From: Doug Ewell (email@example.com)
Date: Fri May 16 2003 - 02:57:46 EDT
Philippe Verdy <verdy_p at wanadoo dot fr> wrote:
> Don't forget EBCDIC, and also some Unicode-conforming encodings based
> on basic EBCDIC, where unused code units have been used to encode
> Unicode in a way similar to the UTF-8 encoding (with a simple
> reordering of bytes, so that ASCII characters are left on their
> equivalent ECDIC positions, as well as the extended EBCDIC controls
> such as NEL which are also assigned in ISO8859-* according to ISO6429
> in range 0x80 to 0x9F)...
I can think of only one such encoding, UTF-EBCDIC:
> Don't forget too VISCII (for Vietnamese) which uses some rarely used
> ASCII controls to map some Vietnamese characters with double accents,
> as the ISO6429 standard does not offer enough free positions in the
> range 0xA0 to 0xFF to map all Vietnamese characters. (Not conforming
> to Unicode, as there's no way to fully encode it with full roundtrip
Of course there is.

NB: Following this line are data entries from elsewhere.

//! Total nominal outlay split into presentation buckets.

use rust_decimal::Decimal;
use serde::{Deserialize, Serialize};

use crate::config::CostComponent;
use crate::lease::solver::SolvedLease;
use crate::types::{round_money, Money};

/// Down payment, instalments and buyout in net currency.
#[derive(Debug, Clone, Copy, PartialEq, Serialize, Deserialize)]
pub struct CostBreakdown {
    pub down_payment: Money,
    pub sum_of_instalments: Money,
    pub buyout: Money,
}

/// One labelled slice of the breakdown chart.
#[derive(Debug, Clone, PartialEq, Serialize, Deserialize)]
pub struct CostSlice {
    pub component: CostComponent,
    pub label: String,
    pub amount: Money,
}

impl CostBreakdown {
    pub fn from_lease(lease: &SolvedLease) -> Self {
        Self {
            down_payment: lease.down_payment,
            sum_of_instalments: lease.monthly_instalment_net * Decimal::from(lease.term_months),
            buyout: lease.buyout,
        }
    }

    /// Total nominal cash outlay, D + n·A + R.
    pub fn total(&self) -> Money {
        self.down_payment + self.sum_of_instalments + self.buyout
    }

    pub fn amount(&self, component: CostComponent) -> Money {
        match component {
            CostComponent::DownPayment => self.down_payment,
            CostComponent::Instalments => self.sum_of_instalments,
            CostComponent::Buyout => self.buyout,
        }
    }

    /// Slices in presentation order.
    pub fn components(&self, order: &[CostComponent]) -> Vec<CostSlice> {
        order
            .iter()
            .map(|&component| CostSlice {
                component,
                label: component.label().to_string(),
                amount: self.amount(component),
            })
            .collect()
    }

    pub fn rounded(&self, dp: u32) -> Self {
        Self {
            down_payment: round_money(self.down_payment, dp),
            sum_of_instalments: round_money(self.sum_of_instalments, dp),
            buyout: round_money(self.buyout, dp),
        }
    }
}
//! Parameter normalization.
//!
//! Converts raw request fields (gross or net prices, percentage points,
//! percent-or-amount unions) into canonical [`LeaseParameters`] or
//! [`InverseParameters`]. Percent unions stay unresolved: in inverse mode the
//! vehicle value they refer to is the unknown being solved for.

use rust_decimal::Decimal;
use rust_decimal_macros::dec;
use serde::{Deserialize, Serialize};

use crate::config::EngineConfig;
use crate::error::LeaseQuoteError;
use crate::types::{percent_to_rate, Money, PriceType, Rate, UnitInput, UnitValue};
use crate::LeaseQuoteResult;

/// Longest accepted lease term (50 years).
pub const MAX_TERM_MONTHS: u32 = 600;

// ---------------------------------------------------------------------------
// Input types
// ---------------------------------------------------------------------------

/// Financing terms shared by both solve directions, as entered.
#[derive(Debug, Clone, Serialize, Deserialize)]
pub struct LeaseTermsInput {
    /// Down payment, percent of vehicle value or fixed net amount
    pub down_payment: UnitInput,
    /// Lease term in months
    pub term_months: u32,
    /// Buyout (balloon) due at maturity
    pub buyout: UnitInput,
    /// Lender margin in percentage points (3 = 3%)
    pub margin_pct: Decimal,
    /// Reference market rate (e.g. WIBOR) in percentage points
    pub reference_rate_pct: Decimal,
}

/// Forward request: vehicle value known, instalment wanted.
#[derive(Debug, Clone, Serialize, Deserialize)]
pub struct RateRequest {
    /// Vehicle price, net or gross per `price_type`
    pub vehicle_value: Money,
    #[serde(default)]
    pub price_type: PriceType,
    #[serde(flatten)]
    pub terms: LeaseTermsInput,
    /// Income tax rate in percentage points; absent means no tax shield
    #[serde(default, skip_serializing_if = "Option::is_none")]
    pub tax_rate_pct: Option<Decimal>,
    /// Attach a month-by-month schedule to the response
    #[serde(default)]
    pub include_schedule: bool,
}

/// Inverse request: instalment known, maximum vehicle value wanted.
#[derive(Debug, Clone, Serialize, Deserialize)]
pub struct ValueRequest {
    /// Target monthly instalment, net or gross per `price_type`
    pub target_instalment: Money,
    #[serde(default)]
    pub price_type: PriceType,
    #[serde(flatten)]
    pub terms: LeaseTermsInput,
}

// ---------------------------------------------------------------------------
// Canonical types
// ---------------------------------------------------------------------------

/// Canonical financing terms. All rates are fractions.
#[derive(Debug, Clone, Copy, PartialEq, Serialize, Deserialize)]
pub struct FinancingTerms {
    pub down_payment: UnitValue,
    pub term_months: u32,
    pub buyout: UnitValue,
    pub margin_rate: Rate,
    pub reference_rate: Rate,
}

impl FinancingTerms {
    /// Flat periodic rate: (reference + margin) / 12.
    pub fn monthly_rate(&self) -> Rate {
        (self.reference_rate + self.margin_rate) / dec!(12)
    }
}

/// Canonical forward-mode parameters.
#[derive(Debug, Clone, Copy, PartialEq, Serialize, Deserialize)]
pub struct LeaseParameters {
    pub vehicle_value_net: Money,
    pub terms: FinancingTerms,
    pub tax_rate: Rate,
}

/// Canonical inverse-mode parameters. The vehicle value is the unknown.
#[derive(Debug, Clone, Copy, PartialEq, Serialize, Deserialize)]
pub struct InverseParameters {
    pub target_instalment_net: Money,
    pub terms: FinancingTerms,
}

// ---------------------------------------------------------------------------
// Public API
// ---------------------------------------------------------------------------

/// Normalize a forward request.
pub fn normalize_rate_request(
    request: &RateRequest,
    config: &EngineConfig,
) -> LeaseQuoteResult<LeaseParameters> {
    config.validate()?;
    if request.vehicle_value <= Decimal::ZERO {
        return Err(LeaseQuoteError::invalid(
            "vehicle_value",
            "Vehicle value must be positive",
        ));
    }
    let terms = normalize_terms(&request.terms)?;

    let tax_rate = match request.tax_rate_pct {
        Some(pct) => percent_to_rate("tax_rate_pct", pct)?,
        None => Decimal::ZERO,
    };
    if tax_rate > Decimal::ONE {
        return Err(LeaseQuoteError::invalid(
            "tax_rate_pct",
            "Tax rate cannot exceed 100%",
        ));
    }

    Ok(LeaseParameters {
        vehicle_value_net: to_net(request.vehicle_value, request.price_type, config),
        terms,
        tax_rate,
    })
}

/// Normalize an inverse request.
pub fn normalize_value_request(
    request: &ValueRequest,
    config: &EngineConfig,
) -> LeaseQuoteResult<InverseParameters> {
    config.validate()?;
    if request.target_instalment <= Decimal::ZERO {
        return Err(LeaseQuoteError::invalid(
            "target_instalment",
            "Target instalment must be positive",
        ));
    }
    let terms = normalize_terms(&request.terms)?;

    Ok(InverseParameters {
        target_instalment_net: to_net(request.target_instalment, request.price_type, config),
        terms,
    })
}

/// Strip VAT from a gross price. Net prices pass through unchanged.
pub fn to_net(value: Money, price_type: PriceType, config: &EngineConfig) -> Money {
    match price_type {
        PriceType::Net => value,
        PriceType::Gross => value / config.vat_multiplier(),
    }
}

// ---------------------------------------------------------------------------
// Helpers
// ---------------------------------------------------------------------------

fn normalize_terms(input: &LeaseTermsInput) -> LeaseQuoteResult<FinancingTerms> {
    if input.term_months == 0 {
        return Err(LeaseQuoteError::invalid(
            "term_months",
            "Lease term must be greater than zero",
        ));
    }
    if input.term_months > MAX_TERM_MONTHS {
        return Err(LeaseQuoteError::invalid(
            "term_months",
            format!("Lease term cannot exceed {MAX_TERM_MONTHS} months"),
        ));
    }
    Ok(FinancingTerms {
        down_payment: normalize_unit("down_payment", input.down_payment)?,
        term_months: input.term_months,
        buyout: normalize_unit("buyout", input.buyout)?,
        margin_rate: percent_to_rate("margin_pct", input.margin_pct)?,
        reference_rate: percent_to_rate("reference_rate_pct", input.reference_rate_pct)?,
    })
}

fn normalize_unit(field: &str, input: UnitInput) -> LeaseQuoteResult<UnitValue> {
    match input {
        UnitInput::Percent(pct) => {
            if pct < Decimal::ZERO || pct >= dec!(100) {
                return Err(LeaseQuoteError::invalid(
                    field,
                    "Percentage must be at least 0 and below 100",
                ));
            }
            Ok(UnitValue::Percent(pct / dec!(100)))
        }
        UnitInput::Amount(amount) => {
            if amount < Decimal::ZERO {
                return Err(LeaseQuoteError::invalid(field, "Amount cannot be negative"));
            }
            Ok(UnitValue::Amount(amount))
        }
    }
}

// ---------------------------------------------------------------------------
// Tests
// ---------------------------------------------------------------------------
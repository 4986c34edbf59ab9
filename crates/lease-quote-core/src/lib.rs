pub mod config;
pub mod error;
pub mod lease;
pub mod quote;
pub mod time_value;
pub mod types;

pub use config::EngineConfig;
pub use error::LeaseQuoteError;
pub use types::*;

/// Standard result type for all lease-quote operations
pub type LeaseQuoteResult<T> = Result<T, LeaseQuoteError>;
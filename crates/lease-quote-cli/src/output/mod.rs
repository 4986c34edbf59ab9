pub mod csv_out;
pub mod minimal;
pub mod table;

use crate::OutputFormat;
use serde_json::{Map, Value};

/// Dispatch output to the appropriate formatter.
pub fn format_output(format: &OutputFormat, value: &Value) {
    match format {
        OutputFormat::Json => match serde_json::to_string_pretty(value) {
            Ok(s) => println!("{}", s),
            Err(e) => eprintln!("JSON serialization error: {}", e),
        },
        OutputFormat::Table => table::print_table(value),
        OutputFormat::Csv => csv_out::print_csv(value),
        OutputFormat::Minimal => minimal::print_minimal(value),
    }
}

/// Flatten a result object into `(field, value)` rows. Nested objects become
/// dotted keys (`breakdown.buyout`); arrays of objects are summarised by
/// length so a chart or schedule does not swamp a two-column view.
pub(crate) fn flatten_fields(map: &Map<String, Value>) -> Vec<(String, Value)> {
    let mut rows = Vec::new();
    for (key, val) in map {
        match val {
            Value::Object(inner) => {
                for (sub_key, sub_val) in flatten_fields(inner) {
                    rows.push((format!("{}.{}", key, sub_key), sub_val));
                }
            }
            Value::Array(items) if items.iter().any(Value::is_object) => {
                rows.push((key.clone(), Value::String(format!("{} rows", items.len()))));
            }
            _ => rows.push((key.clone(), val.clone())),
        }
    }
    rows
}
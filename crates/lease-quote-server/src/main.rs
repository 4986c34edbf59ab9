use anyhow::Result;
use lease_quote_server::config::{LoggingSettings, Settings};
use lease_quote_server::Application;
use tracing::info;
use tracing_subscriber::EnvFilter;

fn init_tracing(logging: &LoggingSettings) {
    let filter =
        EnvFilter::try_from_default_env().unwrap_or_else(|_| EnvFilter::new(&logging.level));
    let builder = tracing_subscriber::fmt().with_env_filter(filter);
    if logging.format == "json" {
        builder.json().init();
    } else {
        builder.pretty().init();
    }
}

#[tokio::main]
async fn main() -> Result<()> {
    let settings = Settings::new()?;
    init_tracing(&settings.logging);

    info!(
        environment = %settings.application.environment,
        vat_rate = %settings.engine.vat_rate,
        "Starting lease quote service"
    );

    let app = Application::build(&settings).await?;
    app.run().await?;

    Ok(())
}
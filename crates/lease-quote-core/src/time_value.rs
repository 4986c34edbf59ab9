use rust_decimal::Decimal;

use crate::error::LeaseQuoteError;
use crate::types::{Money, Rate};
use crate::LeaseQuoteResult;

/// Error for a product or quotient outside the representable Decimal range.
pub(crate) fn overflow(context: &str) -> LeaseQuoteError {
    LeaseQuoteError::Computation(format!("{context} overflowed the decimal range"))
}

/// (1 + rate)^nper by repeated multiplication, exact for Decimal.
pub fn compound_factor(rate: Rate, nper: u32) -> LeaseQuoteResult<Decimal> {
    let one_plus_r = Decimal::ONE + rate;
    let mut factor = Decimal::ONE;
    for _ in 0..nper {
        factor = factor
            .checked_mul(one_plus_r)
            .ok_or_else(|| overflow("Compound factor"))?;
    }
    Ok(factor)
}

/// Present value of one currency unit due after `nper` periods.
pub fn discount_factor(rate: Rate, nper: u32) -> LeaseQuoteResult<Decimal> {
    let factor = compound_factor(rate, nper)?;
    if factor.is_zero() {
        return Err(LeaseQuoteError::Computation(
            "Discount factor underflowed to zero".into(),
        ));
    }
    Ok(Decimal::ONE / factor)
}

/// Present value of a level payment of 1 per period.
///
/// Degenerates to `nper` at a zero rate.
pub fn annuity_factor(rate: Rate, nper: u32) -> LeaseQuoteResult<Decimal> {
    if nper == 0 {
        return Err(LeaseQuoteError::invalid(
            "nper",
            "Number of periods must be > 0",
        ));
    }
    if rate.is_zero() {
        return Ok(Decimal::from(nper));
    }
    let v = discount_factor(rate, nper)?;
    (Decimal::ONE - v)
        .checked_div(rate)
        .ok_or_else(|| overflow("Annuity factor"))
}

/// Present value of `nper` level payments plus a balloon paid with the last one.
pub fn pv_with_balloon(rate: Rate, nper: u32, pmt: Money, balloon: Money) -> LeaseQuoteResult<Money> {
    let af = annuity_factor(rate, nper)?;
    let v = discount_factor(rate, nper)?;
    let pv_payments = pmt.checked_mul(af).ok_or_else(|| overflow("Present value of payments"))?;
    let pv_balloon = balloon.checked_mul(v).ok_or_else(|| overflow("Present value of balloon"))?;
    pv_payments
        .checked_add(pv_balloon)
        .ok_or_else(|| overflow("Present value"))
}

/// Level payment that amortizes `principal` down to `balloon` over `nper` periods.
pub fn pmt_with_balloon(
    rate: Rate,
    nper: u32,
    principal: Money,
    balloon: Money,
) -> LeaseQuoteResult<Money> {
    let af = annuity_factor(rate, nper)?;
    if af.is_zero() {
        return Err(LeaseQuoteError::Computation(
            "Annuity factor is zero".into(),
        ));
    }
    let v = discount_factor(rate, nper)?;
    let pv_balloon = balloon.checked_mul(v).ok_or_else(|| overflow("Present value of balloon"))?;
    principal
        .checked_sub(pv_balloon)
        .and_then(|amortized| amortized.checked_div(af))
        .ok_or_else(|| overflow("Instalment"))
}

#[cfg(test)]
mod tests {
    use super::*;
    use rust_decimal_macros::dec;

    #[test]
    fn test_annuity_factor_basic() {
        // 100 * (1 - 1/1.08^10) / 0.08 ≈ 671.0
        let af = annuity_factor(dec!(0.08), 10).unwrap();
        assert!((af * dec!(100) - dec!(671.0)).abs() < dec!(0.1));
    }

    #[test]
    fn test_annuity_factor_zero_rate() {
        assert_eq!(annuity_factor(Decimal::ZERO, 36).unwrap(), dec!(36));
    }

    #[test]
    fn test_annuity_factor_rejects_zero_periods() {
        assert!(annuity_factor(dec!(0.01), 0).unwrap_err().is_validation());
    }

    #[test]
    fn test_pmt_pv_are_inverse() {
        let rate = dec!(0.0073);
        let pmt = pmt_with_balloon(rate, 48, dec!(80000), dec!(20000)).unwrap();
        let pv = pv_with_balloon(rate, 48, pmt, dec!(20000)).unwrap();
        assert!((pv - dec!(80000)).abs() < dec!(0.000001));
    }

    #[test]
    fn test_compound_factor_overflow_is_computation_error() {
        // 1.0073^10000 is around 5e31, beyond Decimal::MAX (~7.9e28).
        let err = compound_factor(dec!(0.0073), 10_000).unwrap_err();
        assert!(err.is_computation());
        assert!(pmt_with_balloon(dec!(0.0073), 10_000, dec!(100000), dec!(0)).is_err());
    }

    #[test]
    fn test_compound_factor_exact_for_short_horizon() {
        assert_eq!(compound_factor(dec!(0.1), 2).unwrap(), dec!(1.21));
        assert_eq!(compound_factor(dec!(0.05), 0).unwrap(), Decimal::ONE);
    }

    #[test]
    fn test_pmt_zero_rate_is_straight_line() {
        let pmt = pmt_with_balloon(Decimal::ZERO, 10, dec!(1000), dec!(200)).unwrap();
        assert_eq!(pmt, dec!(80));
    }
}
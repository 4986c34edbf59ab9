//! Engine configuration.
//!
//! Tax-regime constants (VAT rate, tax shield model) and presentation
//! choices (currency label, rounding, chart ordering) are passed into the
//! engine explicitly so the solver never embeds them.

use rust_decimal::Decimal;
use rust_decimal_macros::dec;
use serde::{Deserialize, Serialize};

use crate::error::LeaseQuoteError;
use crate::types::Rate;
use crate::LeaseQuoteResult;

/// Which part of the lease cash flow is treated as tax deductible.
#[derive(Debug, Clone, Copy, Default, PartialEq, Eq, Serialize, Deserialize)]
#[serde(rename_all = "snake_case")]
pub enum TaxShieldBasis {
    /// Only the interest portion of the instalments.
    #[default]
    InterestOnly,
    /// Down payment plus all instalments (operating-lease style expensing).
    LeaseCost,
}

/// A bucket of the total nominal outlay.
#[derive(Debug, Clone, Copy, PartialEq, Eq, Hash, Serialize, Deserialize)]
#[serde(rename_all = "snake_case")]
pub enum CostComponent {
    DownPayment,
    Instalments,
    Buyout,
}

impl CostComponent {
    pub fn label(&self) -> &'static str {
        match self {
            CostComponent::DownPayment => "Down payment",
            CostComponent::Instalments => "Sum of instalments",
            CostComponent::Buyout => "Buyout",
        }
    }
}

#[derive(Debug, Clone, Serialize, Deserialize)]
#[serde(default)]
pub struct EngineConfig {
    /// VAT rate as a fraction (0.23 = 23%); gross = net * (1 + vat_rate)
    pub vat_rate: Rate,
    /// Currency label used in human-readable offer summaries
    pub currency: String,
    /// Decimal places applied to response values
    pub rounding_dp: u32,
    pub tax_shield_basis: TaxShieldBasis,
    /// Presentation order of the cost breakdown chart
    pub breakdown_order: Vec<CostComponent>,
}

impl Default for EngineConfig {
    fn default() -> Self {
        Self {
            vat_rate: dec!(0.23),
            currency: "PLN".to_string(),
            rounding_dp: 2,
            tax_shield_basis: TaxShieldBasis::InterestOnly,
            breakdown_order: vec![
                CostComponent::DownPayment,
                CostComponent::Instalments,
                CostComponent::Buyout,
            ],
        }
    }
}

impl EngineConfig {
    /// Multiplier turning a net price into a gross one.
    pub fn vat_multiplier(&self) -> Decimal {
        Decimal::ONE + self.vat_rate
    }

    pub fn validate(&self) -> LeaseQuoteResult<()> {
        if self.vat_rate < Decimal::ZERO {
            return Err(LeaseQuoteError::invalid(
                "vat_rate",
                "VAT rate cannot be negative",
            ));
        }
        if self.rounding_dp > 10 {
            return Err(LeaseQuoteError::invalid(
                "rounding_dp",
                "At most 10 decimal places are supported",
            ));
        }
        let mut seen = Vec::with_capacity(self.breakdown_order.len());
        for c in &self.breakdown_order {
            if seen.contains(c) {
                return Err(LeaseQuoteError::invalid(
                    "breakdown_order",
                    format!("Component {:?} listed more than once", c),
                ));
            }
            seen.push(*c);
        }
        Ok(())
    }
}
//! Client for the external document service that renders offers and
//! optionally e-mails them.

use std::time::Duration;

use async_trait::async_trait;
use lease_quote_core::lease::offer::{OfferDocument, OfferRequest};
use lease_quote_core::{LeaseQuoteError, LeaseQuoteResult};
use tracing::{debug, instrument};

use crate::config::OfferServiceSettings;

#[async_trait]
pub trait OfferDocumentService: Send + Sync {
    /// Render (and possibly deliver) the offer, returning the encoded document.
    async fn render(&self, request: &OfferRequest) -> LeaseQuoteResult<OfferDocument>;
}

pub struct HttpOfferDocumentService {
    client: reqwest::Client,
    endpoint: String,
}

impl HttpOfferDocumentService {
    pub fn new(settings: &OfferServiceSettings) -> LeaseQuoteResult<Self> {
        let client = reqwest::Client::builder()
            .timeout(Duration::from_secs(settings.timeout_secs))
            .build()
            .map_err(|e| LeaseQuoteError::Upstream(format!("HTTP client setup failed: {e}")))?;
        Ok(Self {
            client,
            endpoint: format!("{}/documents/offer", settings.base_url.trim_end_matches('/')),
        })
    }
}

#[async_trait]
impl OfferDocumentService for HttpOfferDocumentService {
    #[instrument(skip_all, fields(endpoint = %self.endpoint))]
    async fn render(&self, request: &OfferRequest) -> LeaseQuoteResult<OfferDocument> {
        let response = self
            .client
            .post(&self.endpoint)
            .json(request)
            .send()
            .await
            .map_err(|e| LeaseQuoteError::Upstream(format!("Document service unreachable: {e}")))?;

        let status = response.status();
        if !status.is_success() {
            let body = response.text().await.unwrap_or_default();
            return Err(LeaseQuoteError::Upstream(format!(
                "Document service returned {status}: {body}"
            )));
        }

        let document: OfferDocument = response.json().await.map_err(|e| {
            LeaseQuoteError::Upstream(format!("Document service response unreadable: {e}"))
        })?;
        debug!(email_status = ?document.email_status, "offer document rendered");
        Ok(document)
    }
}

Each of the 256 VISCII code points maps to one and
only one Unicode character. 0x02 in VISCII can only be U+1EB2 LATIN
CAPITAL LETTER A WITH BREVE AND HOOK ABOVE, never U+0002 START OF TEXT.
If you'd like, I can provide a mapping table.
> Finally don't forget all the DOS/OEM codepages which assign visible
> characters in ASCII control code units and in extended ISO6429
> position... However all these are not conforming to Unicode (no way
> to fully encode it with full roundtrip capability).
Now this is true, because the controls have double meanings (e.g. 0x0D
is both a carriage return and an eighth note).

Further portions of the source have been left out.